--- INSTRUCTIONS FOR THE TASK ---
Every line below that mentions the word "derive" should be copied out.

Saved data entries
# # # # #

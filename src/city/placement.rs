//! Spatial validation for building placement
//!
//! A footprint is accepted when its bounding circle keeps clear of the pond
//! and its buffered rectangle does not overlap any other buffered building.

use super::types::{Building, Footprint, PlanPoint, PLACEMENT_BUFFER, POND_RADIUS};

/// Center of the generated pond for a layout
pub fn pond_center(layout_size: i32) -> PlanPoint {
    let half = layout_size as f32 / 2.0;
    PlanPoint::new(half, half)
}

/// Whether the footprint's bounding circle stays `PLACEMENT_BUFFER` clear of the pond
pub fn clears_pond(footprint: &Footprint, layout_size: i32) -> bool {
    let min_safe_distance = POND_RADIUS as f32 + PLACEMENT_BUFFER;
    let dist_to_pond_center = footprint.center().distance(&pond_center(layout_size));
    dist_to_pond_center >= min_safe_distance + footprint.bounding_radius()
}

/// Whether the two footprints collide once both are grown by `PLACEMENT_BUFFER`
pub fn footprints_conflict(a: &Footprint, b: &Footprint) -> bool {
    a.expanded(PLACEMENT_BUFFER)
        .overlaps(&b.expanded(PLACEMENT_BUFFER))
}

/// Full placement check of a candidate footprint against the pond and `others`
pub fn is_valid_footprint<'a>(
    candidate: &Footprint,
    others: impl IntoIterator<Item = &'a Building>,
    layout_size: i32,
) -> bool {
    if !clears_pond(candidate, layout_size) {
        return false;
    }

    others
        .into_iter()
        .all(|building| !footprints_conflict(candidate, &building.footprint()))
}
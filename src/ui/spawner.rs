//! Systems for spawning visual entities from city state

use bevy::prelude::*;

use super::components::{
    BuildingLink, CityDirty, CityMaterials, CityResource, CitySynced, StreetLightLink,
    VehicleLink,
};
use crate::city::{Building, CityGenerator, Park, Position, Road, StreetLight, Vehicle};

const ROAD_WIDTH: f32 = 8.0;
const ROAD_HEIGHT: f32 = 0.5;
const POND_DEPTH: f32 = 1.0;
const LAMP_RADIUS: f32 = 1.5;
const VEHICLE_SIZE: Vec3 = Vec3::new(6.0, 3.0, 10.0);

/// System to rebuild every city visual after the generator changed
pub fn refresh_city_visuals(
    mut commands: Commands,
    mut meshes: ResMut<Assets<Mesh>>,
    city: Res<CityResource>,
    city_materials: Res<CityMaterials>,
    mut dirty: ResMut<CityDirty>,
    synced: Query<Entity, With<CitySynced>>,
) {
    if !dirty.0 {
        return;
    }

    for entity in synced.iter() {
        commands.entity(entity).despawn();
    }

    spawn_city(&mut commands, &mut meshes, &city_materials, &city.0);
    dirty.0 = false;
}

fn spawn_city(
    commands: &mut Commands,
    meshes: &mut ResMut<Assets<Mesh>>,
    city_materials: &CityMaterials,
    city: &CityGenerator,
) {
    for road in city.roads() {
        spawn_road_visual(commands, meshes, city_materials, road);
    }
    for park in city.parks() {
        spawn_park_visual(commands, meshes, city_materials, park);
    }
    for (index, building) in city.buildings().iter().enumerate() {
        spawn_building_visual(commands, meshes, city_materials, index, building);
    }
    for light in city.street_lights() {
        spawn_street_light_visual(commands, meshes, city_materials, light);
    }
    for (index, vehicle) in city.vehicles().iter().enumerate() {
        spawn_vehicle_visual(commands, meshes, city_materials, index, vehicle);
    }
}

/// Spawn a single road visual as a flat slab between its endpoints
pub fn spawn_road_visual(
    commands: &mut Commands,
    meshes: &mut ResMut<Assets<Mesh>>,
    city_materials: &CityMaterials,
    road: &Road,
) {
    let start = Position::on_plan(road.start, 0.0);
    let end = Position::on_plan(road.end, 0.0);
    let length = start.distance(&end);
    if length <= 0.0 {
        return;
    }
    let midpoint = start.lerp(&end, 0.5);
    let rotation = Quat::from_rotation_y(start.angle_to(&end));

    commands.spawn((
        CitySynced,
        Mesh3d(meshes.add(Cuboid::new(ROAD_WIDTH, ROAD_HEIGHT, length))),
        MeshMaterial3d(city_materials.road.clone()),
        Transform::from_translation(Vec3::new(midpoint.x, ROAD_HEIGHT / 2.0, midpoint.z))
            .with_rotation(rotation),
    ));
}

/// Spawn a park as a shallow disc of water
pub fn spawn_park_visual(
    commands: &mut Commands,
    meshes: &mut ResMut<Assets<Mesh>>,
    city_materials: &CityMaterials,
    park: &Park,
) {
    commands.spawn((
        CitySynced,
        Mesh3d(meshes.add(Cylinder::new(park.radius as f32, POND_DEPTH))),
        MeshMaterial3d(city_materials.pond.clone()),
        Transform::from_xyz(
            park.center.x as f32,
            POND_DEPTH / 2.0,
            park.center.y as f32,
        ),
    ));
}

/// Spawn a building as a box standing on its footprint
pub fn spawn_building_visual(
    commands: &mut Commands,
    meshes: &mut ResMut<Assets<Mesh>>,
    city_materials: &CityMaterials,
    index: usize,
    building: &Building,
) {
    let center = building.footprint().center();
    let material = &city_materials.buildings[usize::from(building.texture_index) % 2];

    commands.spawn((
        CitySynced,
        BuildingLink(index),
        Mesh3d(meshes.add(Cuboid::new(
            building.width,
            building.height,
            building.depth,
        ))),
        MeshMaterial3d(material.clone()),
        Transform::from_xyz(center.x, building.height / 2.0, center.y),
    ));
}

/// Spawn a street lamp with a point light that is switched on at night
pub fn spawn_street_light_visual(
    commands: &mut Commands,
    meshes: &mut ResMut<Assets<Mesh>>,
    city_materials: &CityMaterials,
    light: &StreetLight,
) {
    let pos = light.position;
    commands.spawn((
        CitySynced,
        StreetLightLink,
        Mesh3d(meshes.add(Sphere::new(LAMP_RADIUS))),
        MeshMaterial3d(city_materials.lamp.clone()),
        PointLight {
            intensity: 0.0,
            range: 60.0,
            color: Color::srgb(1.0, 0.9, 0.6),
            shadows_enabled: false,
            ..default()
        },
        Transform::from_xyz(pos.x, pos.y, pos.z),
    ));
}

/// Spawn a vehicle body; its transform is driven by `sync_vehicles`
pub fn spawn_vehicle_visual(
    commands: &mut Commands,
    meshes: &mut ResMut<Assets<Mesh>>,
    city_materials: &CityMaterials,
    index: usize,
    vehicle: &Vehicle,
) {
    commands.spawn((
        CitySynced,
        VehicleLink(index),
        Mesh3d(meshes.add(Cuboid::from_size(VEHICLE_SIZE))),
        MeshMaterial3d(city_materials.vehicle.clone()),
        Transform::from_xyz(vehicle.position.x, vehicle.position.y, vehicle.position.z)
            .with_rotation(Quat::from_rotation_y(vehicle.angle())),
    ));
}
//! Road network builders for each road pattern

use rand::Rng;
use std::f32::consts::TAU;

use super::types::{Point2D, Road, GRID_SPACING};

const RADIAL_SPOKES: i32 = 8;
const RADIAL_RINGS: i32 = 3;
const RING_SEGMENTS: i32 = 32;
const RANDOM_ROAD_COUNT: usize = 15;

/// Full-span streets every `GRID_SPACING` units, boundary lines excluded.
/// Vertical roads come first, then horizontal ones.
pub fn grid_roads(size: i32) -> Vec<Road> {
    let num_lines = size / GRID_SPACING;
    let mut roads = Vec::new();

    for i in 1..num_lines {
        let x = i * GRID_SPACING;
        roads.push(Road::new(Point2D::new(x, 0), Point2D::new(x, size)));
    }

    for i in 1..num_lines {
        let y = i * GRID_SPACING;
        roads.push(Road::new(Point2D::new(0, y), Point2D::new(size, y)));
    }

    roads
}

/// Spokes from the center to the boundary circle, then the ring polylines
/// from the innermost ring outwards
pub fn radial_roads(size: i32) -> Vec<Road> {
    let center = Point2D::new(size / 2, size / 2);
    let radius = size / 2;
    let mut roads = Vec::new();

    for i in 0..RADIAL_SPOKES {
        let angle = TAU * i as f32 / RADIAL_SPOKES as f32;
        roads.push(Road::new(center, point_on_circle(center, radius, angle)));
    }

    for ring in 1..=RADIAL_RINGS {
        let ring_radius = radius * ring / (RADIAL_RINGS + 1);

        for i in 0..RING_SEGMENTS {
            let angle1 = TAU * i as f32 / RING_SEGMENTS as f32;
            let angle2 = TAU * (i + 1) as f32 / RING_SEGMENTS as f32;
            roads.push(Road::new(
                point_on_circle(center, ring_radius, angle1),
                point_on_circle(center, ring_radius, angle2),
            ));
        }
    }

    roads
}

/// Segments with both endpoints uniform in `[0, size)`
pub fn random_roads<R: Rng + ?Sized>(rng: &mut R, size: i32) -> Vec<Road> {
    (0..RANDOM_ROAD_COUNT)
        .map(|_| {
            let start = Point2D::new(rng.random_range(0..size), rng.random_range(0..size));
            let end = Point2D::new(rng.random_range(0..size), rng.random_range(0..size));
            Road::new(start, end)
        })
        .collect()
}

// Offsets truncate toward zero
fn point_on_circle(center: Point2D, radius: i32, angle: f32) -> Point2D {
    Point2D::new(
        center.x + (radius as f32 * angle.cos()) as i32,
        center.y + (radius as f32 * angle.sin()) as i32,
    )
}
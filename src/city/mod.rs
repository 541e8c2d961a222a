//! Standalone city layout module
//!
//! This module contains the procedural generator, the rasterizer and the
//! traffic simulation. It runs independently of the Bevy game engine and
//! can be exercised from the console without booting the 3D view.

mod config;
mod editor;
mod generator;
mod lighting;
mod placement;
mod plan_view;
mod raster;
mod road_patterns;
mod types;
mod vehicle;

// Re-export public types for external use
pub use config::{CityConfig, RoadPattern, Skyline};
pub use editor::{MAX_EDIT_SIZE, MIN_EDIT_SIZE, SINGLE_PLACEMENT_ATTEMPTS};
pub use generator::{
    max_placement_attempts, CityGenerator, GenerationReport, VehicleTickSummary,
    ATTEMPTS_PER_BUILDING, MAX_GENERATED_SIZE, MAX_VEHICLE_SPEED, MIN_GENERATED_SIZE,
    MIN_VEHICLE_SPEED,
};
pub use lighting::{lights_for_road, street_lights_for, DayClock, FAST_TIME_SPEED, START_HOUR};
pub use placement::{clears_pond, footprints_conflict, is_valid_footprint, pond_center};
pub use plan_view::{
    PlanCanvas, BUILDING_GLYPH, LIT_BUILDING_GLYPH, PARK_GLYPH, ROAD_GLYPH, VEHICLE_GLYPH,
};
pub use raster::{rasterize_circle, rasterize_line, rasterize_rect_outline};
pub use road_patterns::{grid_roads, radial_roads, random_roads};
pub use types::{
    Building, Footprint, Park, PlanPoint, Point2D, Position, Road, StreetLight, GRID_SPACING,
    MIN_LAYOUT_SIZE, PLACEMENT_BUFFER, POND_RADIUS, STREET_LIGHT_ELEVATION, STREET_LIGHT_SPACING,
    VEHICLE_COUNT, VEHICLE_ELEVATION,
};
pub use vehicle::{Vehicle, VehicleUpdateResult, WAYPOINT_THRESHOLD};
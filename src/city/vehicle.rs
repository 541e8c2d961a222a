//! Vehicle movement logic
//!
//! Standalone implementation that doesn't depend on Bevy.

use super::types::{Position, Road, VEHICLE_ELEVATION};

/// Distance under which a waypoint counts as reached
pub const WAYPOINT_THRESHOLD: f32 = 5.0;

/// Result of a vehicle update indicating what happened this tick
#[derive(Debug, Clone, Copy, PartialEq, Eq)]
pub enum VehicleUpdateResult {
    /// Vehicle kept driving toward the same waypoint
    Continue,
    /// Vehicle reached a waypoint and is heading for the next one
    AdvancedWaypoint(usize),
    /// Vehicle finished its path and snapped back to the first point
    LoopedToStart,
    /// Path too short to follow; vehicle left untouched
    Idle,
}

/// A vehicle following a fixed polyline
#[derive(Debug, Clone, PartialEq)]
pub struct Vehicle {
    pub position: Position,
    /// Unit vector, or zero on a degenerate segment
    pub direction: Position,
    pub speed: f32,
    pub path: Vec<Position>,
    /// Index of the waypoint the current segment starts at
    pub path_index: usize,
}

impl Vehicle {
    /// Create a vehicle at the start of `path`, heading for its second point
    pub fn new(path: Vec<Position>, speed: f32) -> Self {
        let position = path.first().copied().unwrap_or_default();
        let direction = path
            .get(1)
            .map(|target| position.offset_to(target).normalized())
            .unwrap_or_default();

        Self {
            position,
            direction,
            speed,
            path,
            path_index: 0,
        }
    }

    /// Create a vehicle that drives `road` from start to end
    pub fn on_road(road: &Road, speed: f32) -> Self {
        Self::new(
            vec![
                Position::on_plan(road.start, VEHICLE_ELEVATION),
                Position::on_plan(road.end, VEHICLE_ELEVATION),
            ],
            speed,
        )
    }

    /// Whether this vehicle's path is exactly the given road
    pub fn follows(&self, road: &Road) -> bool {
        self.path.len() == 2
            && self.path[0] == Position::on_plan(road.start, VEHICLE_ELEVATION)
            && self.path[1] == Position::on_plan(road.end, VEHICLE_ELEVATION)
    }

    /// Heading around the vertical axis, for renderers
    pub fn angle(&self) -> f32 {
        Position::default().angle_to(&self.direction)
    }

    /// Advance along the path by `delta_secs`
    pub fn update(&mut self, delta_secs: f32) -> VehicleUpdateResult {
        if self.path.len() < 2 {
            return VehicleUpdateResult::Idle;
        }

        self.position = self
            .position
            .add(&self.direction.scaled(self.speed * delta_secs));

        let target = self.path[self.path_index + 1];
        let to_target = self.position.offset_to(&target);

        // A step long enough to carry the vehicle past the target also counts
        let overshot = to_target.dot(&self.direction) < 0.0;
        if to_target.length() >= WAYPOINT_THRESHOLD && !overshot {
            return VehicleUpdateResult::Continue;
        }

        self.path_index += 1;
        let result = if self.path_index >= self.path.len() - 1 {
            self.path_index = 0;
            self.position = self.path[0];
            VehicleUpdateResult::LoopedToStart
        } else {
            VehicleUpdateResult::AdvancedWaypoint(self.path_index)
        };

        let next = self.path[self.path_index + 1];
        self.direction = self.position.offset_to(&next).normalized();

        result
    }
}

# # # # #

--- REPLY TO THE EXERCISE ---
#[derive(Debug, Clone, Copy, PartialEq, Eq)]
#[derive(Debug, Clone, PartialEq)]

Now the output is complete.